Task to complete
Take the data below and copy exactly the lines starting at the one with "kaudit authentication pipeline." and finishing at the one with "impl fmt::Display for InvalidSourceReason", both included.

══ Recorded information

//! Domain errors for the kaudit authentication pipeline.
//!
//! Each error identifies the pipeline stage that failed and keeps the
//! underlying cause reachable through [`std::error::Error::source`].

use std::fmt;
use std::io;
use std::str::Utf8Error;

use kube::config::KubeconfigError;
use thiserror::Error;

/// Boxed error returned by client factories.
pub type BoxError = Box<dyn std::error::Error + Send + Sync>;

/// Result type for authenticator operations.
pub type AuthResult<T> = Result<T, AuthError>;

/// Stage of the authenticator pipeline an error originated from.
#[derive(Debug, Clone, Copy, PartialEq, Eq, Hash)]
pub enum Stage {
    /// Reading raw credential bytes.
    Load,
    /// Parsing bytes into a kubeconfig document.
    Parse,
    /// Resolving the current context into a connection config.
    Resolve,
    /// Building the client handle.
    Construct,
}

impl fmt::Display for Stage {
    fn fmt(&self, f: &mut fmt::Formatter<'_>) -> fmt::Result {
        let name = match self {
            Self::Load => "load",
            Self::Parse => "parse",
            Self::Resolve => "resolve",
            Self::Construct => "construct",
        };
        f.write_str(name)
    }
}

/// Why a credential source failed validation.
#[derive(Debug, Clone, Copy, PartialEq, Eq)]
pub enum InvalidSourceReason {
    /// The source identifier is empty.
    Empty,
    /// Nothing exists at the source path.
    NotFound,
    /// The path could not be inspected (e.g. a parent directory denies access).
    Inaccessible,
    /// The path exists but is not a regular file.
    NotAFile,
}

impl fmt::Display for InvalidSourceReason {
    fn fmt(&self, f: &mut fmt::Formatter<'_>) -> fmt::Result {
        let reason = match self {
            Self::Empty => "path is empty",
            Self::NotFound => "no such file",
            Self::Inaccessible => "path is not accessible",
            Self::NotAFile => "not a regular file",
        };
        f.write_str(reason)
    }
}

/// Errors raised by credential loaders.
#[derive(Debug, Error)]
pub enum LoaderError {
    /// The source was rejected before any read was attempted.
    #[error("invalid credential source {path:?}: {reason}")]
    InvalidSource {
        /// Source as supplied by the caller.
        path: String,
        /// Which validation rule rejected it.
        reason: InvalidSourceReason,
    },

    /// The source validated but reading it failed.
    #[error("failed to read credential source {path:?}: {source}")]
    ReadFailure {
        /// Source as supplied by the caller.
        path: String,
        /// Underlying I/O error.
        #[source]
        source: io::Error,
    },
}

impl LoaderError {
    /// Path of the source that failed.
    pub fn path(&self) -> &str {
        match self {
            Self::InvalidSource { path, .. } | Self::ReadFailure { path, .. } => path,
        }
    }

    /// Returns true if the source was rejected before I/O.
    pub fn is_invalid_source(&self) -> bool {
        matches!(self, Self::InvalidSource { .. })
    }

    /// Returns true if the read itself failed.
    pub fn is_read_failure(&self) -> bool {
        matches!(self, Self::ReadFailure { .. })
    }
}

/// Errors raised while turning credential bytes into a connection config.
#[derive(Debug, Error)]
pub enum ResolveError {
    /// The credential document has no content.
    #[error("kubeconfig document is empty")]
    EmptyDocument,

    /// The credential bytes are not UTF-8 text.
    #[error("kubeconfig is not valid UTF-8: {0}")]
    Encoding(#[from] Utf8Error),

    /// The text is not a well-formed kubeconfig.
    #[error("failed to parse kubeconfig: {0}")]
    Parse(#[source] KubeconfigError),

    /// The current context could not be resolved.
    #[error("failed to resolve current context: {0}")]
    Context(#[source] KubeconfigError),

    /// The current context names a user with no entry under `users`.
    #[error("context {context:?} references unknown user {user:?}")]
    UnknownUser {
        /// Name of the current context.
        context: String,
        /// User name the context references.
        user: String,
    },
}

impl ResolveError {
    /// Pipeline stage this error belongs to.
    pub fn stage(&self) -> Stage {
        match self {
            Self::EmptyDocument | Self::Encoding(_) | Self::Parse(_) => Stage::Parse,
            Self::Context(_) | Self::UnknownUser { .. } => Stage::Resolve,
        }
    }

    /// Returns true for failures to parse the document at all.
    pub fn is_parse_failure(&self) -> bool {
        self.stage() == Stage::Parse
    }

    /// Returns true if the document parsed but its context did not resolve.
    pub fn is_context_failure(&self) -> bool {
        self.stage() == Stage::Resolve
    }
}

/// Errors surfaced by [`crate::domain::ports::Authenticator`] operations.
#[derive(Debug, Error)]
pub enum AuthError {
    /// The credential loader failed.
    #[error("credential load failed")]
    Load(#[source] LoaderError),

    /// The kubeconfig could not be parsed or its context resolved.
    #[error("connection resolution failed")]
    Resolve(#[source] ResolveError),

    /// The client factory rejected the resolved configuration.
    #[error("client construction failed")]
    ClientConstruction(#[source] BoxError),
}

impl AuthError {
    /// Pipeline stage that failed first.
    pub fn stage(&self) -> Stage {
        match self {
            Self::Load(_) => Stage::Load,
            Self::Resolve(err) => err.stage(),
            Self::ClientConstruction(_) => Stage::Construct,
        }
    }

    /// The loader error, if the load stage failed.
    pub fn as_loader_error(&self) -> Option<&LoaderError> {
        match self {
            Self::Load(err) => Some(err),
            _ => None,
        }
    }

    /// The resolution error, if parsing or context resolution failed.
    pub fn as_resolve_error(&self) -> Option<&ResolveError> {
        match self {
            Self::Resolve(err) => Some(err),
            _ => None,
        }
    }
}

════
══ Recorded information

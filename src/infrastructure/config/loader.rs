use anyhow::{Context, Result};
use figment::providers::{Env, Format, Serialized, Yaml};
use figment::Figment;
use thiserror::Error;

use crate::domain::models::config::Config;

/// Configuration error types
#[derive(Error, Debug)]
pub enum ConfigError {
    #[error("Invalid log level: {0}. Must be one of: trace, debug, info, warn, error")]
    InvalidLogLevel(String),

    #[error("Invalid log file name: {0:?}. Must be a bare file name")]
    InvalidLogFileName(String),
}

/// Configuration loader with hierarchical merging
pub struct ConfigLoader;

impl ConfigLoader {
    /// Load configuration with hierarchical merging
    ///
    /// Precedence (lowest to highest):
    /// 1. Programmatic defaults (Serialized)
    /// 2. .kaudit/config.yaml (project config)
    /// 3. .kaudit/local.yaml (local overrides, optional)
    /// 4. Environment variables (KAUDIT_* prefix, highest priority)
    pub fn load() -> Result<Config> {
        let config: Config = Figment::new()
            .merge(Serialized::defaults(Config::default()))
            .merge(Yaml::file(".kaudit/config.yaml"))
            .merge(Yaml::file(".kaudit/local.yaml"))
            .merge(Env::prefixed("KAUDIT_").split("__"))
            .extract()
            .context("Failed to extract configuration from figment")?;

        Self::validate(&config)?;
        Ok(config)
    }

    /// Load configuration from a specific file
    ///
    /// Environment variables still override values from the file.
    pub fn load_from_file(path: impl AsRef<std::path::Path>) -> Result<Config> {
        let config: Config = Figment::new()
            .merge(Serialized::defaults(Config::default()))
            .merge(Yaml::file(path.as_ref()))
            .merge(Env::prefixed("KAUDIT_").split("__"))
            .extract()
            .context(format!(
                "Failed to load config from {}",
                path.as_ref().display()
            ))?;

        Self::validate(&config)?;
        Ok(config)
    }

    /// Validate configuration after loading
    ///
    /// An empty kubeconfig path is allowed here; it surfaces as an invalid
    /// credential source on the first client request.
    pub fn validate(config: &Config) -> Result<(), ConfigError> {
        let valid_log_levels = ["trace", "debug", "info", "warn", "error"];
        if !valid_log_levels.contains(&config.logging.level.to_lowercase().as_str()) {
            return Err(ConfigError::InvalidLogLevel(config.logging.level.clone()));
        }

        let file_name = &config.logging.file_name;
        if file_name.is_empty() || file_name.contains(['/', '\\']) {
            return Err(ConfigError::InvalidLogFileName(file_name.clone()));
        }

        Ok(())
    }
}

════
══ Recorded information

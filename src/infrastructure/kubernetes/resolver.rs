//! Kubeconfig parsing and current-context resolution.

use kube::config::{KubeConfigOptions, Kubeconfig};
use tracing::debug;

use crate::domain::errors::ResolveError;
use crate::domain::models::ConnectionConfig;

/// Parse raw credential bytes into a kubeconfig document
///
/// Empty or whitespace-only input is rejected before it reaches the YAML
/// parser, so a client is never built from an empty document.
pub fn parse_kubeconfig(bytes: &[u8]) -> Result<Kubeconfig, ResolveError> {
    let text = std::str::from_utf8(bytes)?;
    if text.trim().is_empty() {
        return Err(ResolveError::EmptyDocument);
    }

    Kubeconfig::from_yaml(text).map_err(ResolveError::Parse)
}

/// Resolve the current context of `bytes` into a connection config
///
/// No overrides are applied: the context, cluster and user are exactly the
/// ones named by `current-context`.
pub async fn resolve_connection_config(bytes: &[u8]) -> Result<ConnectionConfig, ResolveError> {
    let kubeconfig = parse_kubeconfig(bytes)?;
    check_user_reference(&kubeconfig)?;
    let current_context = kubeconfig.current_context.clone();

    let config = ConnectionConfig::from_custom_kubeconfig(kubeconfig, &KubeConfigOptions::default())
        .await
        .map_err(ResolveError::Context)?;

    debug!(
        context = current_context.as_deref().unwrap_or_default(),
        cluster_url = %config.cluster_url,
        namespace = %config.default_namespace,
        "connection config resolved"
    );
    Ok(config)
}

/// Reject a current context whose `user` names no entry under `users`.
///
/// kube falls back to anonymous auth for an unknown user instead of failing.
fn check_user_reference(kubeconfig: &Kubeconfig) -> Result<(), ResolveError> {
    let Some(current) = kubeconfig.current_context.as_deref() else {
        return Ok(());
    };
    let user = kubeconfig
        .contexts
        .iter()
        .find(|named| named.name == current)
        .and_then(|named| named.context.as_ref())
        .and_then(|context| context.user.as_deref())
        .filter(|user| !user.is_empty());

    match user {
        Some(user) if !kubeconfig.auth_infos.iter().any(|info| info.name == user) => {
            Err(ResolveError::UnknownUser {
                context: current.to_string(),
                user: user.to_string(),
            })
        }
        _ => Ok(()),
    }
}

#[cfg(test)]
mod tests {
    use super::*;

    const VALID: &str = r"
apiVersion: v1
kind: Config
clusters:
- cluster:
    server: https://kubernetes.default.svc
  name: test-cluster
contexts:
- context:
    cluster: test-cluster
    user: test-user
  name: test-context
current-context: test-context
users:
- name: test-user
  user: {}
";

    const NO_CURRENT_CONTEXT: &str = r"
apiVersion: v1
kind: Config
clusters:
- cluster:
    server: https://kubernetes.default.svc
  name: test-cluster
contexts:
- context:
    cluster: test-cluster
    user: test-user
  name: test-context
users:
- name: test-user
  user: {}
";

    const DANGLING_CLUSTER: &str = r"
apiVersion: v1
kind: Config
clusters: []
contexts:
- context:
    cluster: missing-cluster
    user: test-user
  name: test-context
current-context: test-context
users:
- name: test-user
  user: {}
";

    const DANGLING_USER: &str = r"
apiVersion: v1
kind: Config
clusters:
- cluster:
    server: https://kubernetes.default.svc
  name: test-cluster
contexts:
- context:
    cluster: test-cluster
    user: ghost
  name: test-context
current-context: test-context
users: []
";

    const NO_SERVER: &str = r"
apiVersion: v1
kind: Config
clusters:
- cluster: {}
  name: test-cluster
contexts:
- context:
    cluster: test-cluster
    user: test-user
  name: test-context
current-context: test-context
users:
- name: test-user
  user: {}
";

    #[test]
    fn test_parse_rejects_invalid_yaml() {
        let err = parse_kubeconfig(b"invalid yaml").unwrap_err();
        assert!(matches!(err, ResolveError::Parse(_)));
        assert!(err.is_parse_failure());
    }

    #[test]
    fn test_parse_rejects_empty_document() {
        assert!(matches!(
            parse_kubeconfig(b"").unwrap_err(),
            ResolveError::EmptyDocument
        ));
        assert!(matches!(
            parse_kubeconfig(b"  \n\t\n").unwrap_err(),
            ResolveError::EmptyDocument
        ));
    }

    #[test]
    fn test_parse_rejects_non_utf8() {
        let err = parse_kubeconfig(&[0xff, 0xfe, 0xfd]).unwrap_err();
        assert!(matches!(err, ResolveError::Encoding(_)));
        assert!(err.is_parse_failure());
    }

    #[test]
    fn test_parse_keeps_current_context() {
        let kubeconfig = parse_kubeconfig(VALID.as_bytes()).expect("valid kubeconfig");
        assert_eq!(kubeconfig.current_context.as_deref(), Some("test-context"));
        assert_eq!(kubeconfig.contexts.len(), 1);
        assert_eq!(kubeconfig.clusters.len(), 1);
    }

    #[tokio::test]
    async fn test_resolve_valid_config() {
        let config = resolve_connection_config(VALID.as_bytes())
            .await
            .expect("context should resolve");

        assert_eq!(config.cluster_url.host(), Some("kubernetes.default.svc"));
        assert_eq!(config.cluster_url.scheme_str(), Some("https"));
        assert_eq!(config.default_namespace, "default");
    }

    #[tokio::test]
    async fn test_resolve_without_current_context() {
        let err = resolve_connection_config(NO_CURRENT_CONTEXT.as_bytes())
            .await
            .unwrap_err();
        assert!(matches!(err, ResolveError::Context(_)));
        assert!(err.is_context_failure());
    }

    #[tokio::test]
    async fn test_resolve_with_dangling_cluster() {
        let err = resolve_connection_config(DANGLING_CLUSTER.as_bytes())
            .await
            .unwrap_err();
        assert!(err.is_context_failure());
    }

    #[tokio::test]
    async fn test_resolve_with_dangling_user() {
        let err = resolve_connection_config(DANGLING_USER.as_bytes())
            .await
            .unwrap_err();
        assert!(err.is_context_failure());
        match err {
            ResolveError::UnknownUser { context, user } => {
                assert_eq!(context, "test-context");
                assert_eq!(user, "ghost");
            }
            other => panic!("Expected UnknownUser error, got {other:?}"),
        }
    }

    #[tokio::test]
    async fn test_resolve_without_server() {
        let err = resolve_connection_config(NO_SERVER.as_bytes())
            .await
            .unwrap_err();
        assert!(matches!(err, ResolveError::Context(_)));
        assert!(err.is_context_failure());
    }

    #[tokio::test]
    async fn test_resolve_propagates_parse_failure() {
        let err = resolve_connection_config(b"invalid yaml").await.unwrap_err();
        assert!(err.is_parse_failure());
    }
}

════

Answer for the task
//! Domain errors for the kaudit authentication pipeline.
//!
//! Each error identifies the pipeline stage that failed and keeps the
//! underlying cause reachable through [`std::error::Error::source`].

use std::fmt;
use std::io;
use std::str::Utf8Error;

use kube::config::KubeconfigError;
use thiserror::Error;

/// Boxed error returned by client factories.
pub type BoxError = Box<dyn std::error::Error + Send + Sync>;

/// Result type for authenticator operations.
pub type AuthResult<T> = Result<T, AuthError>;

/// Stage of the authenticator pipeline an error originated from.
#[derive(Debug, Clone, Copy, PartialEq, Eq, Hash)]
pub enum Stage {
    /// Reading raw credential bytes.
    Load,
    /// Parsing bytes into a kubeconfig document.
    Parse,
    /// Resolving the current context into a connection config.
    Resolve,
    /// Building the client handle.
    Construct,
}

impl fmt::Display for Stage {
    fn fmt(&self, f: &mut fmt::Formatter<'_>) -> fmt::Result {
        let name = match self {
            Self::Load => "load",
            Self::Parse => "parse",
            Self::Resolve => "resolve",
            Self::Construct => "construct",
        };
        f.write_str(name)
    }
}

/// Why a credential source failed validation.
#[derive(Debug, Clone, Copy, PartialEq, Eq)]
pub enum InvalidSourceReason {
    /// The source identifier is empty.
    Empty,
    /// Nothing exists at the source path.
    NotFound,
    /// The path could not be inspected (e.g. a parent directory denies access).
    Inaccessible,
    /// The path exists but is not a regular file.
    NotAFile,
}

impl fmt::Display for InvalidSourceReason {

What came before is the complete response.